Thousands of Unemployed Pennsylvanians Will Have to Pay Back Some COVID Funds After Ruled Ineligible

Thousands of Pennsylvanians who filed for and received unemployment benefits during the coronavirus pandemic will have to repay some of those funds after being determined ineligible.

Through the Coronavirus Aid, Relief and Economic Security (CARES) Act passed in March, Pennsylvania established the Pandemic Unemployment Assistance (PUA) program to expand financial assistance to gig workers and self-employed individuals who were not previously eligible for jobless benefits.

Of the roughly 2.2 million claims received under the program, about 11,000 claimants have been determined ineligible by state officials who say these individuals will have to repay some of the funds received.

"We do have more staff able to begin examining claims for different eligibility issues and being able to then identify overpayments if they exist," Susan Dickinson, director of the Office of Unemployment Compensation Benefits Policy, told the Pittsburgh Post-Gazette.

Dickinson said the PUA system is facing such issues due to a misunderstanding surrounding eligibility. Only individuals who have lost their jobs as a direct result of the pandemic are eligible for such compensations.

"Unlike our other programs, PUA isn't just about not being able to find work, being laid off. It's very specifically for those who are affected by COVID, who've lost their jobs due to COVID," Dickinson said.

"Maybe they feel they're affected by COVID, but the CARES Act very specifically spells out the reasons why someone can be eligible for PUA; and if it's not listed as one of those reasons, then an individual can't be eligible for PUA," she added.

Dickinson said that the state will go through a fact-checking processing before issuing an overpayment, which may be repaid through a lump sum or reduction of future benefits.

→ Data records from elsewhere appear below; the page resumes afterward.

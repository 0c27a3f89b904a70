//! Business logic services
//!
//! This module contains all service layer implementations that handle
//! business logic, validation, and orchestration of domain operations.

pub mod auth;
pub mod comment;
pub mod context;
pub mod error;
pub mod notification;
pub mod reaction;
pub mod report;
pub mod subscription;
pub mod user;
pub mod video;

// Re-export all services for convenience
pub use auth::AuthService;
pub use comment::CommentService;
pub use context::{ServiceContext, ServiceContextBuilder};
pub use error::{ServiceError, ServiceResult};
pub use notification::NotificationService;
pub use reaction::ReactionService;
pub use report::ReportService;
pub use subscription::SubscriptionService;
pub use user::UserService;
pub use video::VideoService;
//! # clip-common
//!
//! Shared utilities including configuration, error handling, authentication, and telemetry.

pub mod auth;
pub mod config;
pub mod error;
pub mod telemetry;

// Re-export commonly used types at crate root
pub use auth::{
    hash_password, validate_password_strength, verify_password, AccessToken, Claims, JwtService,
    PasswordService,
};
pub use config::{
    AppConfig, AppSettings, ConfigError, CorsConfig, DatabaseConfig, Environment, JwtConfig,
    RateLimitConfig, ServerConfig, SnowflakeConfig, StorageConfig,
};
pub use error::{AppError, AppResult, ErrorResponse};
pub use telemetry::{
    init_tracing, init_tracing_with_config, try_init_tracing, try_init_tracing_with_config,
    TracingConfig, TracingError,
};
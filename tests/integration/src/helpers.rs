//! Test helpers for integration tests
//!
//! Provides utilities for spawning test servers, making HTTP requests,
//! and seeding test data directly through the repositories.

use std::net::SocketAddr;
use std::sync::atomic::{AtomicU16, Ordering};
use std::sync::Arc;
use std::time::Duration;

use anyhow::Result;
use clip_api::{create_app, create_app_state};
use clip_common::AppConfig;
use clip_core::entities::Video;
use clip_core::traits::VideoRepository;
use clip_core::value_objects::SnowflakeGenerator;
use clip_db::PgVideoRepository;
use reqwest::{Client, Response, StatusCode};
use serde::{de::DeserializeOwned, Serialize};
use sqlx::PgPool;
use tokio::net::TcpListener;
use tokio::task::JoinHandle;

/// Counter for unique test ports
static PORT_COUNTER: AtomicU16 = AtomicU16::new(19000);

/// Get a unique port for testing
pub fn get_test_port() -> u16 {
    PORT_COUNTER.fetch_add(1, Ordering::SeqCst)
}

/// Test server instance that manages lifecycle
pub struct TestServer {
    pub addr: SocketAddr,
    pub client: Client,
    _handle: JoinHandle<()>,
}

impl TestServer {
    /// Start a new test server
    pub async fn start() -> Result<Self> {
        let config = test_config()?;
        Self::start_with_config(config).await
    }

    /// Start a test server with custom config
    pub async fn start_with_config(config: AppConfig) -> Result<Self> {
        let port = get_test_port();
        let addr = SocketAddr::from(([127, 0, 0, 1], port));

        // Create app state
        let state = create_app_state(config).await?;

        // Build application
        let app = create_app(state);

        // Bind to port
        let listener = TcpListener::bind(addr).await?;
        let actual_addr = listener.local_addr()?;

        // Spawn server task
        let handle = tokio::spawn(async move {
            axum::serve(listener, app).await.ok();
        });

        // Wait for server to be ready
        tokio::time::sleep(Duration::from_millis(100)).await;

        // Create HTTP client
        let client = Client::builder()
            .timeout(Duration::from_secs(10))
            .build()?;

        Ok(Self {
            addr: actual_addr,
            client,
            _handle: handle,
        })
    }

    /// Get base URL for the server
    pub fn base_url(&self) -> String {
        format!("http://{}", self.addr)
    }

    /// Make a GET request
    pub async fn get(&self, path: &str) -> Result<Response> {
        let url = format!("{}{}", self.base_url(), path);
        Ok(self.client.get(&url).send().await?)
    }

    /// Make a GET request with auth token
    pub async fn get_auth(&self, path: &str, token: &str) -> Result<Response> {
        let url = format!("{}{}", self.base_url(), path);
        Ok(self
            .client
            .get(&url)
            .header("Authorization", format!("Bearer {token}"))
            .send()
            .await?)
    }

    /// Make a POST request with JSON body
    pub async fn post<T: Serialize>(&self, path: &str, body: &T) -> Result<Response> {
        let url = format!("{}{}", self.base_url(), path);
        Ok(self.client.post(&url).json(body).send().await?)
    }

    /// Make a POST request with auth token
    pub async fn post_auth<T: Serialize>(
        &self,
        path: &str,
        token: &str,
        body: &T,
    ) -> Result<Response> {
        let url = format!("{}{}", self.base_url(), path);
        Ok(self
            .client
            .post(&url)
            .header("Authorization", format!("Bearer {token}"))
            .json(body)
            .send()
            .await?)
    }

    /// Make a PATCH request with auth token
    pub async fn patch_auth<T: Serialize>(
        &self,
        path: &str,
        token: &str,
        body: &T,
    ) -> Result<Response> {
        let url = format!("{}{}", self.base_url(), path);
        Ok(self
            .client
            .patch(&url)
            .header("Authorization", format!("Bearer {token}"))
            .json(body)
            .send()
            .await?)
    }

    /// Make a PUT request with auth token
    pub async fn put_auth<T: Serialize>(
        &self,
        path: &str,
        token: &str,
        body: &T,
    ) -> Result<Response> {
        let url = format!("{}{}", self.base_url(), path);
        Ok(self
            .client
            .put(&url)
            .header("Authorization", format!("Bearer {token}"))
            .json(body)
            .send()
            .await?)
    }

    /// Make a DELETE request with auth token
    pub async fn delete_auth(&self, path: &str, token: &str) -> Result<Response> {
        let url = format!("{}{}", self.base_url(), path);
        Ok(self
            .client
            .delete(&url)
            .header("Authorization", format!("Bearer {token}"))
            .send()
            .await?)
    }
}

/// Create a test configuration
pub fn test_config() -> Result<AppConfig> {
    // Load from environment or use defaults
    dotenvy::dotenv().ok();

    let config = AppConfig::from_env().map_err(|e| anyhow::anyhow!("Config error: {e}"))?;

    Ok(config)
}

/// Helper to check if test environment is available
pub async fn check_test_env() -> bool {
    if std::env::var("DATABASE_URL").is_err() {
        eprintln!("Skipping test: DATABASE_URL not set");
        return false;
    }

    true
}

/// Connect a pool directly to the test database for seeding
pub async fn test_pool() -> Result<PgPool> {
    dotenvy::dotenv().ok();
    let database_url = std::env::var("DATABASE_URL")?;
    Ok(PgPool::connect(&database_url).await?)
}

/// Insert a video for the given owner, bypassing the upload endpoint.
///
/// The upload route needs a reachable object storage backend, which the
/// test environment does not provide. Returns the new video ID as a
/// string, matching the wire format.
pub async fn seed_video(pool: &PgPool, owner_id: &str) -> Result<String> {
    use std::sync::OnceLock;

    static GENERATOR: OnceLock<Arc<SnowflakeGenerator>> = OnceLock::new();
    let generator = GENERATOR.get_or_init(|| Arc::new(SnowflakeGenerator::new(1009)));

    let owner = clip_core::value_objects::Snowflake::parse(owner_id)?;
    let id = generator.generate();
    let video = Video::new(
        id,
        owner,
        format!("Seeded video {}", id.into_inner()),
        "Seeded for API tests".to_string(),
        "seed,test".to_string(),
        format!("https://cdn.example/videos/{}.mp4", id.into_inner()),
        None,
        42.0,
        "720p".to_string(),
        false,
    );

    let repo = PgVideoRepository::new(pool.clone());
    repo.create(&video).await?;

    Ok(id.to_string())
}

/// Assert response status and parse JSON body
pub async fn assert_json<T: DeserializeOwned>(
    response: Response,
    expected_status: StatusCode,
) -> Result<T> {
    let status = response.status();
    if status != expected_status {
        let body = response.text().await?;
        anyhow::bail!(
            "Expected status {}, got {}. Body: {}",
            expected_status,
            status,
            body
        );
    }
    Ok(response.json().await?)
}

/// Assert response status without parsing body
pub async fn assert_status(response: Response, expected_status: StatusCode) -> Result<()> {
    let status = response.status();
    if status != expected_status {
        let body = response.text().await?;
        anyhow::bail!(
            "Expected status {}, got {}. Body: {}",
            expected_status,
            status,
            body
        );
    }
    Ok(())
}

Jahmai Sharp, the deputy communications director of the Department of Labor and Industry, told Newsweek that in order to help Pennsylvanians struggling during the pandemic, the PUA program allows claimants to self-certify that their unemployment is due to COVID-19. Once identity verification is complete, the department immediately beings issuing the benefits.

"L&I is now completing the determination process for these claimants, which includes verifying that their unemployment is due to COVID-19," Sharp said in an email. "We have identified more than 11,000 claimants who incorrectly self-certified that their unemployment is due to the pandemic and received more than $20 million in overpayments as a result."

Pennsylvania COVID
Travelers make their way through ticketing and TSA inspection at Pittsburgh International Airport on May 7 in Pittsburgh. Thousands of Pennsylvanians will have to pay back COVID-19 unemployment benefits after being declared ineligible. Jeff Swensen/Stringer

Pennsylvania's unemployment rate fell to 7.2 percent in October, slightly higher than the national rate, according to the Bureau of Labor Statistics' current population survey.

Tens of millions of Americans who have filed for unemployment benefits are facing the end of COVID-19 relief programs with no sight of a new stimulus package from Congress. The PUA program, as well as Pennsylvania's Pandemic Emergency Unemployment Compensation program, both expire on December 26.

On Tuesday, a group of bipartisan legislators introduced a $908 billion package, which includes expanded unemployment insurance. But without any guarantee of federal assistance in 2021, many are worried what will happen when funds run dry.

"We have many claimants already asking what they should do after Dec. 26," Pennsylvania's Department of Labor and Industry Secretary Jerry Oleksiak told the Post-Gazette. "And unfortunately, right now, there is no replacement unemployment compensation program for those claimants."

Update 12/01/20 3:17 p.m. This story was updated with comments from Sharp.